O Sacerdócio e a mediação entre Deus e a humanidade, se realiza, segundo a tradição do Povo de Deus no A. Testamento, em várias funções.

No Antigo Testamento vemos isto assim:
Em primeiro lugar cabe aos sacerdotes consultar a Deus, sobre a sua vontade para com o povo (Num. 20, 6 ss), e transmitir-lhe  está  vontade (Ex. 34,29 ss).

Segundo lugar, ensinar as suas normas e seus mandamentos.

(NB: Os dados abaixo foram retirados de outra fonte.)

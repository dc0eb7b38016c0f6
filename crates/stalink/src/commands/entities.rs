//! get / list / create / delete handlers.

use serde_json::{Map, Value};
use tracing::debug;

use stalink_api::model::{Entity, ParsedPath};
use stalink_api::{Expansion, SensorThingsService};

use crate::cli::{GlobalOpts, ListArgs};
use crate::error::CliError;
use crate::output;

use super::util;

pub async fn get<T: Entity>(
    service: &SensorThingsService,
    target: &ParsedPath,
    expansion: &Expansion,
    global: &GlobalOpts,
) -> Result<(), CliError> {
    let dao = util::scoped_dao::<T>(service, target);
    let entity = match (&target.id, &target.parent) {
        (Some(id), _) if expansion.is_empty() => dao.find(id.clone()).await?,
        (Some(id), _) => dao.find_with_expansion(id.clone(), expansion).await?,
        // Singleton navigation, e.g. Observations(7)/Datastream.
        (None, Some(parent)) if expansion.is_empty() => dao.find_related(parent).await?,
        (None, Some(_)) => {
            return Err(CliError::Validation {
                field: "expand".into(),
                reason: "expansion needs an entity id in the path".into(),
            });
        }
        (None, None) => return Err(util::not_single_entity(target)),
    };

    let encoded = service.encode_entity(&entity)?;
    let out = output::render_single(&global.output, &encoded)?;
    output::print_output(&out, global.quiet);
    Ok(())
}

pub async fn list<T: Entity>(
    service: &SensorThingsService,
    target: &ParsedPath,
    args: &ListArgs,
    global: &GlobalOpts,
) -> Result<(), CliError> {
    util::require_collection(target)?;

    let mut query = util::scoped_dao::<T>(service, target)
        .query()
        .select(args.select.iter().cloned())
        .expansion(util::expansion(&args.expand));
    if let Some(filter) = &args.filter {
        query = query.filter(filter.clone());
    }
    for order in &args.order_by {
        query = query.order_by(order.clone());
    }
    if let Some(top) = args.top {
        query = query.top(top);
    }
    if let Some(skip) = args.skip {
        query = query.skip(skip);
    }
    if args.count {
        query = query.count();
    }
    debug!(?query, "listing");

    let entities = if args.all {
        query.list_all().await?
    } else {
        let page = query.list().await?;
        if !global.quiet {
            if let Some(count) = page.count() {
                eprintln!("{count} total");
            }
            if page.has_next() {
                eprintln!("more results available; use --all to fetch every page");
            }
        }
        page.into_entities()
    };

    let encoded = entities
        .iter()
        .map(|entity| service.encode_entity(entity))
        .collect::<Result<Vec<Map<String, Value>>, _>>()?;
    let out = output::render_list(&global.output, &encoded)?;
    output::print_output(&out, global.quiet);
    Ok(())
}

pub async fn create<T: Entity>(
    service: &SensorThingsService,
    target: &ParsedPath,
    body: Value,
    over_mqtt: bool,
    global: &GlobalOpts,
) -> Result<(), CliError> {
    util::require_collection(target)?;
    let dao = util::scoped_dao::<T>(service, target);
    let mut entity: T = service.decode_entity(&body)?;

    if over_mqtt {
        dao.create_mqtt(&entity).await?;
        if !global.quiet {
            eprintln!("Published to {}", dao.topic()?);
        }
        return Ok(());
    }

    dao.create(&mut entity).await?;
    let created = entity.entity_ref()?;
    if !global.quiet {
        eprintln!("Created {created}");
    }
    let encoded = service.encode_entity(&entity)?;
    let out = output::render_single(&global.output, &encoded)?;
    output::print_output(&out, global.quiet);
    Ok(())
}

pub async fn delete<T: Entity>(
    service: &SensorThingsService,
    target: &ParsedPath,
    global: &GlobalOpts,
) -> Result<(), CliError> {
    let id = util::require_id(target)?;
    let mut entity = T::reference(id);
    let label = entity.entity_ref()?;

    if !util::confirm(&format!("Delete {label}?"), global.yes)? {
        return Ok(());
    }
    service.dao::<T>().delete(&mut entity).await?;
    if !global.quiet {
        eprintln!("Deleted {label}");
    }
    Ok(())
}
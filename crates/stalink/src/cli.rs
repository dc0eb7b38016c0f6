//! Clap derive structures for the `stalink` CLI.

use std::path::PathBuf;

use clap::{Args, Parser, Subcommand, ValueEnum};

// ── Top-Level CLI ────────────────────────────────────────────────────

/// stalink -- command-line client for OGC SensorThings services
#[derive(Debug, Parser)]
#[command(
    name = "stalink",
    version,
    about = "Query and manage OGC SensorThings services from the command line",
    long_about = "Reads, creates and deletes SensorThings entities over REST and\n\
        watches entity updates over MQTT.\n\n\
        Resources are addressed by path, e.g. `Things`, `Things(1)`,\n\
        `Things(1)/Datastreams` or `Observations(7)/Datastream`.",
    propagate_version = true,
    subcommand_required = true,
    arg_required_else_help = true
)]
pub struct Cli {
    #[command(flatten)]
    pub global: GlobalOpts,

    #[command(subcommand)]
    pub command: Command,
}

// ── Global Options ───────────────────────────────────────────────────

#[derive(Debug, Args)]
pub struct GlobalOpts {
    /// Service root URL (overrides the config file)
    #[arg(long, short = 'e', env = "STALINK_ENDPOINT", global = true)]
    pub endpoint: Option<String>,

    /// MQTT broker host, needed by `watch`
    #[arg(long, env = "STALINK_MQTT_HOST", global = true)]
    pub mqtt_host: Option<String>,

    /// Config file to read instead of the default location
    #[arg(long, global = true)]
    pub config: Option<PathBuf>,

    /// Output format
    #[arg(long, short = 'o', default_value = "table", global = true)]
    pub output: OutputFormat,

    /// Increase verbosity (-v, -vv, -vvv)
    #[arg(long, short = 'v', action = clap::ArgAction::Count, global = true)]
    pub verbose: u8,

    /// Suppress non-error output
    #[arg(long, short = 'q', global = true)]
    pub quiet: bool,

    /// Skip confirmation prompts
    #[arg(long, short = 'y', global = true)]
    pub yes: bool,

    /// Accept invalid TLS certificates
    #[arg(long, short = 'k', global = true)]
    pub insecure: bool,

    /// Request timeout in seconds
    #[arg(long, global = true)]
    pub timeout: Option<u64>,
}

#[derive(Debug, Clone, ValueEnum)]
pub enum OutputFormat {
    /// Pretty table (default, interactive)
    Table,
    /// Pretty-printed JSON
    Json,
    /// Compact single-line JSON
    JsonCompact,
    /// Plain text, one id per line (scripting)
    Plain,
}

// ── Commands ─────────────────────────────────────────────────────────

#[derive(Debug, Subcommand)]
pub enum Command {
    /// Fetch one entity, e.g. `Things(1)` or `Observations(7)/Datastream`
    Get(GetArgs),

    /// List a collection, e.g. `Things` or `Things(1)/Datastreams`
    #[command(alias = "ls")]
    List(ListArgs),

    /// Create an entity in a collection from JSON
    Create(CreateArgs),

    /// Delete an entity
    #[command(alias = "rm")]
    Delete(DeleteArgs),

    /// Print entities published on a collection or entity topic
    Watch(WatchArgs),

    /// Inspect or initialise the config file
    Config(ConfigArgs),

    /// Generate shell completions
    Completions(CompletionsArgs),
}

#[derive(Debug, Args)]
pub struct GetArgs {
    /// Entity path
    pub path: String,

    /// Navigation property to expand inline (repeatable)
    #[arg(long, short = 'x')]
    pub expand: Vec<String>,
}

#[derive(Debug, Args)]
pub struct ListArgs {
    /// Collection path
    pub path: String,

    /// OData filter, e.g. "result gt 20"
    #[arg(long, short = 'f')]
    pub filter: Option<String>,

    /// Properties to return (comma-separated)
    #[arg(long, short = 's', value_delimiter = ',')]
    pub select: Vec<String>,

    /// Navigation property to expand inline (repeatable)
    #[arg(long, short = 'x')]
    pub expand: Vec<String>,

    /// Sort clause, e.g. "phenomenonTime desc" (repeatable)
    #[arg(long)]
    pub order_by: Vec<String>,

    /// Page size
    #[arg(long, short = 'n')]
    pub top: Option<u32>,

    #[arg(long)]
    pub skip: Option<u32>,

    /// Ask the server for the total count
    #[arg(long)]
    pub count: bool,

    /// Follow next links and fetch every page
    #[arg(long, short = 'a')]
    pub all: bool,
}

#[derive(Debug, Args)]
pub struct CreateArgs {
    /// Collection path
    pub path: String,

    /// Entity as inline JSON
    #[arg(long, short = 'd', conflicts_with = "from_file", required_unless_present = "from_file")]
    pub data: Option<String>,

    /// Read the entity JSON from a file
    #[arg(long, short = 'F')]
    pub from_file: Option<PathBuf>,

    /// Publish over MQTT instead of POSTing
    #[arg(long)]
    pub mqtt: bool,
}

#[derive(Debug, Args)]
pub struct DeleteArgs {
    /// Entity path
    pub path: String,
}

#[derive(Debug, Args)]
pub struct WatchArgs {
    /// Collection or entity path
    pub path: String,

    /// Restrict messages to these properties (comma-separated)
    #[arg(long, short = 's', value_delimiter = ',')]
    pub select: Vec<String>,
}

#[derive(Debug, Args)]
pub struct ConfigArgs {
    #[command(subcommand)]
    pub command: ConfigCommand,
}

#[derive(Debug, Subcommand)]
pub enum ConfigCommand {
    /// Print the config file location
    Path,

    /// Print the effective configuration
    Show,

    /// Write a config file
    Init {
        /// Service root URL
        #[arg(long)]
        endpoint: String,

        /// MQTT broker host
        #[arg(long)]
        mqtt_host: Option<String>,

        /// MQTT broker port
        #[arg(long)]
        mqtt_port: Option<u16>,
    },
}

#[derive(Debug, Args)]
pub struct CompletionsArgs {
    /// Target shell
    pub shell: clap_complete::Shell,
}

Os sacerdotes são peritos da interpretação da Lei do Senhor. Eles explicam qual deve ser o comportamento das pessoas, segundo a vontade de Deus, e o que está certo ou errado; discernem o que está puro ou profano.

No terceiro lugar celebrar o culto, oferecendo os sacrifícios no altar para a glória de Deus.
Finalmente a tarefa dos sacerdotes é abençoar em nome de Deus (Num 6,22-27).

Em todas as funções, seja transmitindo a lei de Deus e interpretando-a, seja levando ao altar os dons oferecidos pelo povo e presidindo as orações, fazem-no em nome do povo. Com esta dupla mediação: ascendente e descendente, o sacerdote é a recordação viva da aliança de Deus com o seu povo. Então, todas as atividades do sacerdócio do Antigo Testamento tendem criar a comunhão entre Deus e o povo.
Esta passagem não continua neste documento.